Тяжко вздохнув, я отряхнула руку от земли и продолжила гробокопательство.
Стемнело. Над деревней взошел узкий серп убывающего месяца — желтый, словно лимон. Под его льющимся бледным светом кладбище казалось застывшим. Если бы не одна сгорбленная фигура, с руганью выбрасывающая из разрытой могилы комья земли. На кресте, словно на вешалке, повисла куртка. Любопытные вороны расселись рядочком вдоль оградки и изредка прикаркивали, словно поторапливая.
До гроба осталось совсем чуть-чуть — я уже чувствовала, как земля прогибается под моими ногами и заработала усерднее. Пот лил градом — кофта вымокла насквозь, джинсы стали черными от грязи, не говоря уже о лице и руках. Я зарычала от злости — если бросить теперь, сил начать снова у меня не хватит, а ведь нужно еще привести все в порядок, чтобы сторож (буде таковой имеется) утром ничего не заметил.
Наконец, когда я была уже готова плюнуть и рухнуть, кончик лопаты тюкнул обо что-то твердое.
— Наконец-то.
Отбросив ненужную лопату, я руками разгребла остатки земли, убедилась, что гроб деревянный и откинула подгнившую крышку.
В гробу лежали кости.
Если кто-то сейчас удивляется, с какой стати я обращаю на это внимание, хочу напомнить, что человеческому телу требуется гораздо больше одного года, чтобы плоть истлела и обнажила скелет. И уж тем более, вы никогда не найдете в могиле голый костяк без признаков кожи, мяса или хотя бы клочков одежды.
Эти кости выглядели так, словно их сняли с постамента в музее — белые, абсолютно чистые.
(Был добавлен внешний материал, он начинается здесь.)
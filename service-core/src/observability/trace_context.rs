//! W3C Trace Context propagation for proxied and outbound calls.
//!
//! See: https://www.w3.org/TR/trace-context/

use opentelemetry::trace::TraceContextExt;
use reqwest::header::HeaderMap;
use tracing::Span;
use tracing_opentelemetry::OpenTelemetrySpanExt;

/// Header name for W3C traceparent
pub const TRACEPARENT_HEADER: &str = "traceparent";

/// Header name for W3C tracestate
pub const TRACESTATE_HEADER: &str = "tracestate";

/// Header name for request correlation ID
pub const REQUEST_ID_HEADER: &str = "x-request-id";

/// Inject the current span's trace context into outbound request headers.
///
/// An inbound `traceparent` already present in `headers` is left alone when
/// there is no active OpenTelemetry span to replace it.
pub fn inject_trace_context(headers: &mut HeaderMap) {
    let span = Span::current();
    let context = span.context();
    let otel_span = context.span();
    let span_context = otel_span.span_context();

    if span_context.is_valid() {
        // version-trace_id-span_id-trace_flags
        let traceparent = format!(
            "00-{}-{}-{:02x}",
            span_context.trace_id(),
            span_context.span_id(),
            span_context.trace_flags().to_u8()
        );

        if let Ok(value) = traceparent.parse() {
            headers.insert(TRACEPARENT_HEADER, value);
        }

        let tracestate_str = span_context.trace_state().header();
        if !tracestate_str.is_empty()
            && let Ok(value) = tracestate_str.parse()
        {
            headers.insert(TRACESTATE_HEADER, value);
        }
    }
}

/// Extract request ID from incoming request headers.
pub fn extract_request_id(headers: &HeaderMap) -> Option<String> {
    headers
        .get(REQUEST_ID_HEADER)
        .and_then(|v| v.to_str().ok())
        .map(|s| s.to_string())
}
Лежащие ровно, словно их укладывали уже после того, как гроб опустили в землю. Присев на корточки, я прихватила скелет за ногу и присмотрелась. На костях ощущались сходящиеся к низу бороздки — такие остаются, когда мы кусаем кусок мяса и попадаем зубами на кость.
Меня пробрало холодом до самых печенок. Внезапно послышался какой-то шорох, а я поняла, что стою в могиле на глубине двух метров — в яме, где даже защититься нормально не получится. Торопливо выкарабкавшись оттуда, я подозрительно огляделась, но шуршать могло что угодно — поднявшийся ветер шевелил сухие листья деревьев, раскачивал жесткие стебли осоки, заставлял ворон зябко переступать лапами по забору, недовольно клокоча. Меня это мало успокоило — резкие чернильные тени не давали увидеть, что находится за крестами или памятниками, не говоря уже о подступающем лесе. Нервно выдохнув, я, лопатками чувствуя подступающую опасность, принялась закапывать могилу, продолжая прислушиваться к каждому звуку.